Want to check an economy's health? Forget the IMF and count Irish pubs

Published 05/03/2014 | 02:30

Kiev has been wracked by violence and sparked widespread protests such as this one against President Viktor Yanukovich.
Kiev has been wracked by violence and sparked widespread protests such as this one against President Viktor Yanukovich.

Look at the chart for the latest from January 2014 and notice which cities scream crisis.They are Kiev and Istanbul

Now that President Putin has made a fool of the West and proved a point, which is that Russia is the top dog in the region, let me share with you a story about Kiev and how it spawned the Irish Pub Index of financial crises.

Years ago, I found myself in Kiev's Irish pub, Kitty O'Shea's, facing a bit of a dilemma. I was working for a French bank and was charged with explaining what was going on in Russia and Ukraine.

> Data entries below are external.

use super::{Font, FontFamily, FontSize, FontStyle, FontWeight};
use crate::{AttrValue, Color, attr};

/// A partial font description.
///
/// Every property is optional; unset properties are taken from the font the
/// definition is applied to. Styles and text attributes resolve to a
/// `FontDef`, which renderers combine with their base font.
#[derive(Debug, Clone, PartialEq, Default)]
pub struct FontDef {
    pub families: Option<Vec<FontFamily>>,
    pub size: Option<FontSize>,
    pub color: Option<Color>,
    pub bold: Option<bool>,
    pub italic: Option<bool>,
    pub underline: Option<bool>,
    pub strikethrough: Option<bool>,
}

impl FontDef {
    /// Create an empty definition.
    pub fn new() -> Self {
        Self::default()
    }

    /// A definition that pins every property to the value in `font`.
    pub fn from_font(font: &Font) -> Self {
        Self {
            families: Some(font.families().to_vec()),
            size: Some(FontSize::Points(font.size())),
            color: Some(font.color()),
            bold: Some(font.is_bold()),
            italic: Some(font.is_italic()),
            underline: Some(font.is_underline()),
            strikethrough: Some(font.is_strikethrough()),
        }
    }

    /// Resolve the font-related entries of an attribute set.
    ///
    /// A complete `font` value is applied first; the individual keys
    /// (`font-family`, `font-size`, `font-weight`, `font-style`, `color`,
    /// and the text decoration flags) then override it. Attributes are
    /// flat, so an outer style's `font-size` still overrides a `font` value
    /// set by an inner style. Values of an unexpected type are ignored.
    pub fn from_attributes<'a, I>(attributes: I) -> Self
    where
        I: IntoIterator<Item = (&'a str, &'a AttrValue)>,
        I::IntoIter: Clone,
    {
        let entries = attributes.into_iter();

        let mut def = entries
            .clone()
            .find(|(key, _)| *key == attr::FONT)
            .and_then(|(_, value)| value.as_font())
            .map(Self::from_font)
            .unwrap_or_default();

        for (key, value) in entries {
            match key {
                attr::FONT_FAMILY => {
                    let families = match value {
                        AttrValue::Text(text) => FontFamily::parse_list(text),
                        AttrValue::TextList(list) => {
                            list.iter().filter_map(|name| FontFamily::parse(name)).collect()
                        }
                        _ => Vec::new(),
                    };
                    if !families.is_empty() {
                        def.families = Some(families);
                    }
                }
                attr::FONT_SIZE => {
                    let size = match value {
                        AttrValue::Number(points) => Some(FontSize::Points(*points as f32)),
                        AttrValue::Text(text) => FontSize::parse(text),
                        _ => None,
                    };
                    if size.is_some() {
                        def.size = size;
                    }
                }
                attr::FONT_WEIGHT => {
                    let bold = match value {
                        AttrValue::Text(text) => FontWeight::parse(text).map(FontWeight::is_bold),
                        AttrValue::Number(weight) => Some(*weight >= 600.0),
                        AttrValue::Bool(bold) => Some(*bold),
                        _ => None,
                    };
                    if bold.is_some() {
                        def.bold = bold;
                    }
                }
                attr::FONT_STYLE => {
                    let italic = match value {
                        AttrValue::Text(text) => FontStyle::parse(text).map(FontStyle::is_italic),
                        AttrValue::Bool(italic) => Some(*italic),
                        _ => None,
                    };
                    if italic.is_some() {
                        def.italic = italic;
                    }
                }
                attr::COLOR => {
                    let color = match value {
                        AttrValue::Color(color) => Some(*color),
                        AttrValue::Text(text) => Color::parse(text),
                        _ => None,
                    };
                    if color.is_some() {
                        def.color = color;
                    }
                }
                attr::UNDERLINE => {
                    if let Some(flag) = value.as_bool() {
                        def.underline = Some(flag);
                    }
                }
                attr::LINE_THROUGH => {
                    if let Some(flag) = value.as_bool() {
                        def.strikethrough = Some(flag);
                    }
                }
                _ => {}
            }
        }

        def
    }

    pub fn family(mut self, family: FontFamily) -> Self {
        self.families = Some(vec![family]);
        self
    }

    pub fn families(mut self, families: Vec<FontFamily>) -> Self {
        self.families = Some(families);
        self
    }

    pub fn size(mut self, size: FontSize) -> Self {
        self.size = Some(size);
        self
    }

    pub fn color(mut self, color: Color) -> Self {
        self.color = Some(color);
        self
    }

    pub fn bold(mut self, bold: bool) -> Self {
        self.bold = Some(bold);
        self
    }

    pub fn italic(mut self, italic: bool) -> Self {
        self.italic = Some(italic);
        self
    }

    pub fn underline(mut self, underline: bool) -> Self {
        self.underline = Some(underline);
        self
    }

    pub fn strikethrough(mut self, strikethrough: bool) -> Self {
        self.strikethrough = Some(strikethrough);
        self
    }

    /// Check whether no property is set.
    pub fn is_empty(&self) -> bool {
        self == &Self::default()
    }

    /// Combine two definitions; properties set in `overlay` win.
    pub fn merge(&self, overlay: &FontDef) -> FontDef {
        FontDef {
            families: overlay.families.clone().or_else(|| self.families.clone()),
            size: overlay.size.or(self.size),
            color: overlay.color.or(self.color),
            bold: overlay.bold.or(self.bold),
            italic: overlay.italic.or(self.italic),
            underline: overlay.underline.or(self.underline),
            strikethrough: overlay.strikethrough.or(self.strikethrough),
        }
    }

    /// Derive a font from `base` with the properties of this definition.
    ///
    /// Relative sizes are resolved against the size of `base`.
    pub fn apply(&self, base: &Font) -> Font {
        let mut font = base.clone();
        if let Some(families) = &self.families {
            font = font.with_families(families.clone());
        }
        if let Some(size) = self.size {
            font = font.with_size(size.resolve(base.size()));
        }
        if let Some(color) = self.color {
            font = font.with_color(color);
        }
        if let Some(bold) = self.bold {
            font = font.with_weight(if bold { FontWeight::BOLD } else { FontWeight::NORMAL });
        }
        if let Some(italic) = self.italic {
            font = font.with_style(if italic { FontStyle::Italic } else { FontStyle::Normal });
        }
        if let Some(underline) = self.underline {
            font = font.with_underline(underline);
        }
        if let Some(strikethrough) = self.strikethrough {
            font = font.with_strikethrough(strikethrough);
        }
        font
    }

    /// Remove properties whose value is already implied by `implied`.
    pub fn without_implied(&self, implied: &FontDef) -> FontDef {
        fn keep<T: PartialEq + Clone>(own: &Option<T>, implied: &Option<T>) -> Option<T> {
            match (own, implied) {
                (Some(a), Some(b)) if a == b => None,
                _ => own.clone(),
            }
        }
        FontDef {
            families: keep(&self.families, &implied.families),
            size: keep(&self.size, &implied.size),
            color: keep(&self.color, &implied.color),
            bold: keep(&self.bold, &implied.bold),
            italic: keep(&self.italic, &implied.italic),
            underline: keep(&self.underline, &implied.underline),
            strikethrough: keep(&self.strikethrough, &implied.strikethrough),
        }
    }

    /// CSS declarations for the set properties, e.g. `font-weight: bold`.
    pub fn css_declarations(&self) -> Vec<String> {
        let mut declarations = Vec::new();
        if let Some(families) = &self.families {
            let list: Vec<String> = families.iter().map(FontFamily::to_css).collect();
            declarations.push(format!("font-family: {}", list.join(", ")));
        }
        if let Some(size) = self.size {
            declarations.push(format!("font-size: {}", size.to_css()));
        }
        if let Some(color) = self.color {
            declarations.push(format!("color: {}", color.to_css_hex()));
        }
        if let Some(bold) = self.bold {
            declarations.push(format!("font-weight: {}", if bold { "bold" } else { "normal" }));
        }
        if let Some(italic) = self.italic {
            declarations.push(format!("font-style: {}", if italic { "italic" } else { "normal" }));
        }
        if self.underline.is_some() || self.strikethrough.is_some() {
            let mut lines = Vec::new();
            if self.underline == Some(true) {
                lines.push("underline");
            }
            if self.strikethrough == Some(true) {
                lines.push("line-through");
            }
            if lines.is_empty() {
                lines.push("none");
            }
            declarations.push(format!("text-decoration: {}", lines.join(" ")));
        }
        declarations
    }
}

Having met the IMF, World Bank and EU delegations, along with consultants and other bottom-feeders, it struck me that these rarefied bureaucrats hadn't a rashers what was going on in the place. They were typical economists: removed, distant and naive. You wouldn't give them a post office account to open back home.

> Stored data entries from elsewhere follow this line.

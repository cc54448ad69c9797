//! Incremental construction of rich text.

use std::sync::Arc;

use crate::error::{Result, TextError};
use crate::logging::targets;
use crate::{AttrValue, RichText, Run, Style, TextAttributes, attr};

/// Append-only accumulator for [`RichText`].
///
/// Styles are opened with [`push_style`](Self::push_style) and closed with
/// [`pop_style`](Self::pop_style) in LIFO order. Pushing a style remembers
/// the previous value (or absence) of every key it sets, so popping restores
/// the attributes exactly as they were.
///
/// # Example
///
/// ```
/// use horizon_prose_text::{RichTextBuilder, Style};
///
/// let mut builder = RichTextBuilder::new();
/// builder.append("Hello ");
/// builder.push_style(&Style::bold());
/// builder.append("world");
/// builder.pop_style(&Style::bold());
/// builder.append("!");
///
/// let text = builder.to_rich_text();
/// assert_eq!(text.to_string(), "Hello world!");
/// assert_eq!(text.run_count(), 3);
/// ```
#[derive(Debug, Default)]
pub struct RichTextBuilder {
    buffer: String,
    segments: Vec<Segment>,
    current: Arc<TextAttributes>,
    open: Vec<Frame>,
}

/// A stretch of the buffer ending at `end`, starting where the previous one ends.
#[derive(Debug)]
struct Segment {
    end: usize,
    attributes: Arc<TextAttributes>,
}

/// An open style and the values its keys had before it was pushed.
#[derive(Debug)]
struct Frame {
    style: Style,
    prior: Vec<(String, Option<AttrValue>)>,
}

impl RichTextBuilder {
    /// Create a new, empty builder.
    pub fn new() -> Self {
        Self::default()
    }

    /// Create a builder with room for `capacity` bytes of text.
    pub fn with_capacity(capacity: usize) -> Self {
        Self {
            buffer: String::with_capacity(capacity),
            ..Self::default()
        }
    }

    /// Length of the text so far in bytes.
    pub fn len(&self) -> usize {
        self.buffer.len()
    }

    pub fn is_empty(&self) -> bool {
        self.buffer.is_empty()
    }

    /// The text appended so far, without formatting.
    pub fn as_str(&self) -> &str {
        &self.buffer
    }

    pub fn ends_with(&self, suffix: &str) -> bool {
        self.buffer.ends_with(suffix)
    }

    /// Attributes that the next appended text will carry.
    pub fn current_attributes(&self) -> &TextAttributes {
        &self.current
    }

    /// The currently open styles, outermost first.
    pub fn open_styles(&self) -> impl Iterator<Item = &Style> + '_ {
        self.open.iter().map(|frame| &frame.style)
    }

    /// Append text with the current attributes.
    pub fn append(&mut self, text: &str) -> &mut Self {
        let attributes = Arc::clone(&self.current);
        self.append_with(text, attributes);
        self
    }

    pub fn append_char(&mut self, c: char) -> &mut Self {
        let mut encoded = [0; 4];
        self.append(c.encode_utf8(&mut encoded))
    }

    /// Append rich text, nesting its formatting inside the open styles.
    pub fn append_rich(&mut self, text: &RichText) -> &mut Self {
        for run in text.runs() {
            let attributes = if self.current.is_empty() {
                Arc::clone(run.shared_attributes())
            } else {
                Arc::new(self.current.layered(run.attributes()))
            };
            self.append_with(run.as_str(), attributes);
        }
        self
    }

    fn append_with(&mut self, text: &str, attributes: Arc<TextAttributes>) {
        if text.is_empty() {
            return;
        }
        self.buffer.push_str(text);
        let end = self.buffer.len();
        match self.segments.last_mut() {
            Some(last) if Arc::ptr_eq(&last.attributes, &attributes) => last.end = end,
            _ => self.segments.push(Segment { end, attributes }),
        }
    }

    /// Append `suffix` unless the text already ends with it.
    pub fn ensure_ends_with(&mut self, suffix: &str) -> &mut Self {
        if !self.ends_with(suffix) {
            self.append(suffix);
        }
        self
    }

    /// Open `style`: its properties apply to text appended until it is popped.
    pub fn push_style(&mut self, style: &Style) -> &mut Self {
        let mut prior: Vec<(String, Option<AttrValue>)> =
            Vec::with_capacity(style.properties().len() + 1);
        for key in style.properties().keys().chain([attr::STYLES]) {
            if !prior.iter().any(|(k, _)| k == key) {
                prior.push((key.to_string(), self.current.get(key).cloned()));
            }
        }

        self.current = Arc::new(self.current.with_style(style));
        self.open.push(Frame {
            style: style.clone(),
            prior,
        });
        tracing::trace!(target: targets::TEXT, style = style.name(), depth = self.open.len(), "push style");
        self
    }

    /// Close `style`, which must be the innermost open style.
    ///
    /// # Panics
    ///
    /// Panics if no style is open or `style` is not the innermost one.
    pub fn pop_style(&mut self, style: &Style) -> &mut Self {
        match self.try_pop_style(style) {
            Ok(builder) => builder,
            Err(err) => panic!("{err}"),
        }
    }

    pub fn try_pop_style(&mut self, style: &Style) -> Result<&mut Self> {
        let Some(innermost) = self.open.last() else {
            return Err(TextError::UnbalancedPop {
                style: label(style),
            });
        };
        if innermost.style != *style {
            return Err(TextError::StyleMismatch {
                expected: label(&innermost.style),
                found: label(style),
            });
        }

        if let Some(frame) = self.open.pop() {
            let attributes = Arc::make_mut(&mut self.current);
            for (key, value) in frame.prior {
                attributes.set(&key, value);
            }
        }
        tracing::trace!(target: targets::TEXT, style = style.name(), depth = self.open.len(), "pop style");
        Ok(self)
    }

    /// Open an anonymous style setting a single attribute.
    pub fn push_attribute(&mut self, key: &str, value: impl Into<AttrValue>) -> &mut Self {
        let style = Style::anonymous(TextAttributes::of([(key, value.into())]));
        self.push_style(&style)
    }

    /// Close the attribute opened by [`push_attribute`](Self::push_attribute).
    ///
    /// # Panics
    ///
    /// Panics if the innermost open style is not an attribute push of `key`.
    pub fn pop_attribute(&mut self, key: &str) -> &mut Self {
        match self.try_pop_attribute(key) {
            Ok(builder) => builder,
            Err(err) => panic!("{err}"),
        }
    }

    pub fn try_pop_attribute(&mut self, key: &str) -> Result<&mut Self> {
        let Some(innermost) = self.open.last() else {
            return Err(TextError::UnbalancedPop {
                style: key.to_string(),
            });
        };
        let style = &innermost.style;
        let is_attribute_push = style.name().is_empty()
            && style.properties().len() == 1
            && style.properties().contains_key(key);
        if !is_attribute_push {
            return Err(TextError::StyleMismatch {
                expected: label(style),
                found: key.to_string(),
            });
        }
        let style = style.clone();
        self.try_pop_style(&style)
    }

    /// Remove the character starting at byte `index` and return it.
    ///
    /// # Panics
    ///
    /// Panics if `index` is out of bounds or not on a character boundary.
    pub fn delete_char_at(&mut self, index: usize) -> char {
        self.try_delete_char_at(index).unwrap_or_else(|e| panic!("{e}"))
    }

    pub fn try_delete_char_at(&mut self, index: usize) -> Result<char> {
        let len = self.buffer.len();
        if index >= len {
            return Err(TextError::out_of_bounds(index, len));
        }
        if !self.buffer.is_char_boundary(index) {
            return Err(TextError::not_char_boundary(index));
        }
        let removed = self.buffer[index..]
            .chars()
            .next()
            .ok_or(TextError::out_of_bounds(index, len))?;
        let width = removed.len_utf8();
        self.buffer.replace_range(index..index + width, "");

        for segment in &mut self.segments {
            if segment.end > index {
                segment.end -= width;
            }
        }
        let mut previous_end = 0;
        self.segments.retain(|segment| {
            let keep = segment.end > previous_end;
            if keep {
                previous_end = segment.end;
            }
            keep
        });
        Ok(removed)
    }

    /// Finish building and return the normalized text.
    pub fn to_rich_text(self) -> RichText {
        if !self.open.is_empty() {
            tracing::debug!(
                target: targets::TEXT,
                open = self.open.len(),
                "building rich text with unclosed styles"
            );
        }
        let buffer: Arc<str> = Arc::from(self.buffer);
        let mut start = 0;
        let runs = self.segments.into_iter().map(|segment| {
            let run = Run::from_parts(Arc::clone(&buffer), start..segment.end, segment.attributes);
            start = segment.end;
            run
        });
        RichText::from_runs(runs)
    }
}

/// Human-readable identification of a style for error messages.
fn label(style: &Style) -> String {
    if style.name().is_empty() {
        let keys: Vec<&str> = style.properties().keys().collect();
        format!("{{{}}}", keys.join(", "))
    } else {
        style.name().to_string()
    }
}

One of the barmen in Kitty's was a different kettle of fish – a typical Irishman with a roguish sense of humour. We got talking about Irish pubs in Eastern and Central Europe. He knew the market, the demographics, who had money in Kiev and the ratio of expats to locals. He explained how to get import licences and how to weed out crooked 'drifter' Irish barmen.

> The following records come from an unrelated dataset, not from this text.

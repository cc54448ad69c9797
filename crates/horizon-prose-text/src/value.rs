//! Attribute values.

use std::fmt;

use crate::{Color, Font, Style};

/// A value stored under an attribute key.
#[derive(Debug, Clone, PartialEq)]
pub enum AttrValue {
    /// A complete font.
    Font(Font),
    Color(Color),
    Text(String),
    Number(f64),
    Bool(bool),
    /// A list of strings, e.g. font families.
    TextList(Vec<String>),
    /// The styles applied to a run, outermost first.
    Styles(Vec<Style>),
}

impl AttrValue {
    /// Name of the value type, used in diagnostics.
    pub fn type_name(&self) -> &'static str {
        match self {
            AttrValue::Font(_) => "font",
            AttrValue::Color(_) => "color",
            AttrValue::Text(_) => "text",
            AttrValue::Number(_) => "number",
            AttrValue::Bool(_) => "bool",
            AttrValue::TextList(_) => "text list",
            AttrValue::Styles(_) => "styles",
        }
    }

    pub fn as_font(&self) -> Option<&Font> {
        match self {
            AttrValue::Font(font) => Some(font),
            _ => None,
        }
    }

    pub fn as_color(&self) -> Option<Color> {
        match self {
            AttrValue::Color(color) => Some(*color),
            _ => None,
        }
    }

    pub fn as_text(&self) -> Option<&str> {
        match self {
            AttrValue::Text(text) => Some(text),
            _ => None,
        }
    }

    pub fn as_number(&self) -> Option<f64> {
        match self {
            AttrValue::Number(number) => Some(*number),
            _ => None,
        }
    }

    pub fn as_bool(&self) -> Option<bool> {
        match self {
            AttrValue::Bool(flag) => Some(*flag),
            _ => None,
        }
    }

    pub fn as_text_list(&self) -> Option<&[String]> {
        match self {
            AttrValue::TextList(list) => Some(list),
            _ => None,
        }
    }

    pub fn as_styles(&self) -> Option<&[Style]> {
        match self {
            AttrValue::Styles(styles) => Some(styles),
            _ => None,
        }
    }
}

impl fmt::Display for AttrValue {
    fn fmt(&self, f: &mut fmt::Formatter<'_>) -> fmt::Result {
        match self {
            AttrValue::Font(font) => write!(f, "{}", font.css_class()),
            AttrValue::Color(color) => write!(f, "{}", color),
            AttrValue::Text(text) => f.write_str(text),
            AttrValue::Number(number) => write!(f, "{}", number),
            AttrValue::Bool(flag) => write!(f, "{}", flag),
            AttrValue::TextList(list) => f.write_str(&list.join(", ")),
            AttrValue::Styles(styles) => {
                let names: Vec<&str> = styles.iter().map(Style::name).collect();
                write!(f, "[{}]", names.join(", "))
            }
        }
    }
}

impl From<Font> for AttrValue {
    fn from(value: Font) -> Self {
        AttrValue::Font(value)
    }
}

impl From<Color> for AttrValue {
    fn from(value: Color) -> Self {
        AttrValue::Color(value)
    }
}

impl From<&str> for AttrValue {
    fn from(value: &str) -> Self {
        AttrValue::Text(value.to_string())
    }
}

impl From<String> for AttrValue {
    fn from(value: String) -> Self {
        AttrValue::Text(value)
    }
}

impl From<f64> for AttrValue {
    fn from(value: f64) -> Self {
        AttrValue::Number(value)
    }
}

impl From<f32> for AttrValue {
    fn from(value: f32) -> Self {
        AttrValue::Number(f64::from(value))
    }
}

impl From<i32> for AttrValue {
    fn from(value: i32) -> Self {
        AttrValue::Number(f64::from(value))
    }
}

impl From<bool> for AttrValue {
    fn from(value: bool) -> Self {
        AttrValue::Bool(value)
    }
}

impl From<Vec<String>> for AttrValue {
    fn from(value: Vec<String>) -> Self {
        AttrValue::TextList(value)
    }
}

impl From<Vec<Style>> for AttrValue {
    fn from(value: Vec<Style>) -> Self {
        AttrValue::Styles(value)
    }
}

#[cfg(test)]
mod tests {
    use super::*;

    #[test]
    fn typed_accessors() {
        assert_eq!(AttrValue::from(Color::RED).as_color(), Some(Color::RED));
        assert_eq!(AttrValue::from("bold").as_text(), Some("bold"));
        assert_eq!(AttrValue::from(3).as_number(), Some(3.0));
        assert_eq!(AttrValue::from(true).as_bool(), Some(true));
        assert_eq!(AttrValue::from("bold").as_bool(), None);
        assert_eq!(AttrValue::from(1.5).as_color(), None);
    }

    #[test]
    fn display() {
        assert_eq!(AttrValue::from(Color::BLUE).to_string(), "#0000ff");
        assert_eq!(
            AttrValue::from(vec!["Arial".to_string(), "serif".to_string()]).to_string(),
            "Arial, serif"
        );
        assert_eq!(
            AttrValue::from(vec![Style::bold(), Style::italic()]).to_string(),
            "[bold, italic]"
        );
    }
}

He knew how to defer tax payments, how to spot a good site and a decent landlord. He knew where to source furniture locally, how to deal with local tradesmen, who to pay first, and how to 'incentivise' officials.

He outlined his marketing strategy and which local movers and shakers to target as regulars. He advised about avoiding the mafia. He emphasised the importance of the brand and the significance of local aspirations. This barman was a mine of information.

He offered advice on pricing strategies. He had figured out how to borrow in pounds, hedge his local currency risk and stay on good terms with the bank – quite an achievement. That evening, he outlined the basics of running a cash business in a foreign country.

After a few pints, it struck me that the opening of an Irish pub in a developing city could tell you more about what was going on in the economy than a glossy economic report. The opening of an Irish pub tells you who is investing where, why and at what price more accurately than statistics about inflation, budget deficits or trade deficits. With that in mind, the Irish Pub Index was born.

The theory is that wherever you see an Irish pub it reveals economic vibrancy, particularly in developing economies where official statistics tell you nothing. So the more Irish pubs per head of population, the easier it must be to do business. The easier it is to do business, the richer the city is likely to be. Therefore, if you want to get a snapshot of how a place is doing economically, forget the IMF, the World Bank, the large consultancies, and check out the bars.

Ultimately, the more Irish bars a place has, the richer it should be and the smaller the risk of a financial or political crisis. That at least was the tipsy 'theory' I formed in Kitty O'Shea's.

Next morning, Guinness in Dublin provided me with the information on Irish bars around Europe, and the Irish Pub Index of Economic Development began to emerge. Amazingly, in practice, it was even more accurate than in theory. The foreign cities with the most Irish bars per head were indeed the richest in Europe.

Luxembourg had the most Irish bars per head, and it was also the richest city in Europe. The cities with the most Irish bars in descending order matched almost exactly the richest cities and financially safest in the European income league. Even more valuable, the Irish Pub Index is predictive.

The Pub Index reveals fascinating on-the-ground insights into who is spending, what brands are rocking, where investment is being made and what parts of the town are up-and-coming. In short, it tells us in advance what economic statistics will only pick up in hindsight. Over the past few years, the Irish Pub Index has proved to be a much more accurate indicator of GDP five quarters ahead of time, than any complicated IMF, World Bank or Central Bank econometric model.

I update it every quarter. Look at the chart for the latest from January 2014 and notice which cities are screaming crisis according to the Irish Pub Index. They are Kiev followed by Istanbul, the two emerging market cities that have seen financial, civil and economic upheaval in the past few weeks!

As Flann O'Brien might say, in economics as well as life, "the pint of plain is your only man".